University of Maryland School of Medicine Baltimore, MD
J. H. Chang1, D. D. Chowdhury2, D. N. Council1, T. M. Nguyen3, S. Jagtap4, A. Chan1, M. Ajmal Khan1, N. Connis5, P. Torres-Ayuso6, J. Brognard7, M. Rezaee8, A. Lafargue1, C. L. Hann5, and P. T. Tran1; 1University of Maryland Baltimore, School of Medicine, Baltimore, MD, 2Department of Radiation Oncology, Division of Translational Radiation Sciences, University of Maryland Baltimore, School of Medicine,, Baltimore, MD, 3Johns Hopkins Bloomberg School of Public Health, Baltimore, MD, 4Johns Hopkins University School of Medicine, Baltimore, MD, 5Johns Hopkins University, School of Medicine, Baltimore, MD, 6Lewis Katz School of Medicine at Temple University, Philadelphia, PA, 7National Cancer Institute, Frederick, MD, 8Department of Radiation Oncology and Molecular Radiation Sciences, School of Medicine, Johns Hopkins University, Baltimore, MD
Purpose/Objective(s): Lung squamous cell carcinoma (LSCC) is the second most prevalent type of lung cancer with no FDA-approved targeted therapies. Platinum-based chemotherapy and immunotherapy remain the cornerstone of current treatments for advanced LSCC, and the 5-year survival rate is less than 10%. Amplification of chromosome 3q26 is the most common genomic alteration in LSCC and this leads to the overexpression of oncogenic kinases like TNIK. TNIK amplification occurs in approximately 40% of LSCC cases and is associated with tumorigenesis and therapy resistance in other cancers. However, the role of TNIK in LSCC tumorigenesis and therapeutic potential is largely unexplored. Genetically engineered mouse models (GEMMs) are a gold standard in studying tumor progression in vivo, but the development of GEMMs for LSCC has been challenging due to its complex genetics as no single driver oncogene has been validated in LSCC. Deletion of Fbxw7 with simultaneous activation of KrasG12D (KF model) generates both lung adenocarcinoma and LSCC within 9-12 weeks.
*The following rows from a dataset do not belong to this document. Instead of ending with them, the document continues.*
// Copyright 2024 the Vello Authors
// SPDX-License-Identifier: Apache-2.0 OR MIT

//! Looking up scene object constructors from the string tags used by test cases.
//!
//! Anything a test case asks for which is not registered fails here, before any pass is
//! rendered.

use std::collections::BTreeMap;
use std::fmt;
use std::str::FromStr;

use thiserror::Error;

/// The kinds of object a test case can construct.
#[derive(Clone, Copy, Debug, PartialEq, Eq, PartialOrd, Ord, Hash)]
pub enum ObjectCategory {
    Geometry,
    Pen,
    Brush,
    Transform,
    Drawing,
    Shape,
}

impl ObjectCategory {
    pub const ALL: [Self; 6] = [
        Self::Geometry,
        Self::Pen,
        Self::Brush,
        Self::Transform,
        Self::Drawing,
        Self::Shape,
    ];

    pub fn name(self) -> &'static str {
        match self {
            Self::Geometry => "Geometry",
            Self::Pen => "Pen",
            Self::Brush => "Brush",
            Self::Transform => "Transform",
            Self::Drawing => "Drawing",
            Self::Shape => "Shape",
        }
    }
}

impl fmt::Display for ObjectCategory {
    fn fmt(&self, f: &mut fmt::Formatter<'_>) -> fmt::Result {
        f.write_str(self.name())
    }
}

impl FromStr for ObjectCategory {
    type Err = SetupError;

    fn from_str(s: &str) -> Result<Self, Self::Err> {
        Self::ALL
            .into_iter()
            .find(|c| c.name().eq_ignore_ascii_case(s.trim()))
            .ok_or_else(|| SetupError::UnsupportedCategory(s.to_string()))
    }
}

/// The value type of an animatable property.
#[derive(Clone, Copy, Debug, PartialEq, Eq)]
pub enum PropertyKind {
    Double,
    Color,
    Point,
    Size,
    Rect,
    Matrix,
}

/// Objects whose properties can be animated.
pub trait Animatable {
    fn category(&self) -> ObjectCategory;

    /// The kind of the animatable property `name`, if there is one.
    fn animatable_property(&self, name: &str) -> Option<PropertyKind>;
}

/// Look up an animatable property, failing if `object` does not have it.
pub fn animatable_property(
    object: &(impl Animatable + ?Sized),
    tag: &str,
    name: &str,
) -> Result<PropertyKind, SetupError> {
    object
        .animatable_property(name)
        .ok_or_else(|| SetupError::UnknownProperty {
            category: object.category(),
            tag: tag.to_string(),
            property: name.to_string(),
        })
}

/// A test case asked for something which can't be built.
#[derive(Error, Debug, PartialEq, Eq)]
#[non_exhaustive]
pub enum SetupError {
    #[error("Unsupported object category '{0}'")]
    UnsupportedCategory(String),
    #[error("Unsupported {category} kind '{tag}'")]
    Unsupported {
        category: ObjectCategory,
        tag: String,
    },
    #[error("{category} '{tag}' has no animatable property '{property}'")]
    UnknownProperty {
        category: ObjectCategory,
        tag: String,
        property: String,
    },
    #[error("Invalid parameters for {tag}: {message}")]
    InvalidParameters { tag: String, message: String },
    #[error("Expected 'Category:Kind', got '{0}'")]
    MalformedTag(String),
}

/// Builds an object from its string parameters.
pub type Constructor<T> = Box<dyn Fn(&[&str]) -> Result<T, SetupError>>;

/// Maps `(category, tag)` pairs to constructors.
pub struct Registry<T> {
    constructors: BTreeMap<(ObjectCategory, String), Constructor<T>>,
}

impl<T> Default for Registry<T> {
    fn default() -> Self {
        Self::new()
    }
}

impl<T> Registry<T> {
    pub fn new() -> Self {
        Self {
            constructors: BTreeMap::new(),
        }
    }

    /// Register `constructor` for `tag`, replacing any earlier registration.
    pub fn register(
        &mut self,
        category: ObjectCategory,
        tag: impl Into<String>,
        constructor: impl Fn(&[&str]) -> Result<T, SetupError> + 'static,
    ) -> &mut Self {
        self.constructors
            .insert((category, tag.into()), Box::new(constructor));
        self
    }

    /// Build the object registered as `tag` in `category`.
    pub fn construct(
        &self,
        category: ObjectCategory,
        tag: &str,
        params: &[&str],
    ) -> Result<T, SetupError> {
        let constructor = self
            .constructors
            .get(&(category, tag.to_string()))
            .ok_or_else(|| SetupError::Unsupported {
                category,
                tag: tag.to_string(),
            })?;
        constructor(params)
    }

    /// Build an object from a `Category:Kind` tag, such as `Brush:SolidColor`.
    pub fn construct_tagged(&self, tagged: &str, params: &[&str]) -> Result<T, SetupError> {
        let (category, tag) = tagged
            .split_once(':')
            .ok_or_else(|| SetupError::MalformedTag(tagged.to_string()))?;
        self.construct(category.parse()?, tag.trim(), params)
    }

    /// The registered tags of `category`, sorted.
    pub fn tags(&self, category: ObjectCategory) -> impl Iterator<Item = &str> {
        self.constructors
            .keys()
            .filter(move |(c, _)| *c == category)
            .map(|(_, tag)| tag.as_str())
    }
}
Our goal was to generate a novel conditional Tnik-overexpressing LSCC mouse model to better understand the role of TNIK in tumor progression and therapy resistance in LSCC and elucidate mechanisms underlying LSCC pathogenesis. Materials/
Methods: We created a novel conditional Tnik-overexpressing genetically engineered mouse model (GEMM) where Tnik overexpression can be induced by Cre-recombinase. We are crossing our novel Tnik-overexpressing GEMM to KF model of mixed adenocarcinoma and LSCC lung tumors to generate Tnik-overexpressing LSCC GEMM. Results: Mouse Tnik cDNA was placed under the control of a CAG promoter to ensure strong ubiquitous expression in vivo. A loxP-flanked Stop cassette was inserted between the promoter and Tnik. In addition, the tdTomato fluorescent reporter gene was placed downstream following an IRES element. This entire transgene was inserted into the Rosa26 locus using the Rosa Quick Knock-in™ technology and the targeting vector was transfected following electroporation into ES cells. Selected ES cell clones were assessed by PCR and sequencing validated the correct recombination event and were injected in blastocysts to generate highly chimeric males (chimerism rate above 50%). Germline transmission was confirmed, and Tnik-overexpression was confirmed in vivo in a Cre recombinase-specific fashion. We will present validation studies such as histological and molecular profiling of our conditional Tnik-overexpressing GEMM and initial data on the Tnik-overexpressing LSCC GEMM. Conclusion: One major limitation for therapeutic development in LSCC is the lack of animal models with pure squamous histology and patient relevant mutant genotypes. Our novel Tnik-overexpressing GEMM will help us to understand better the biology of LSCC and provide new potential treatment options for LSCC.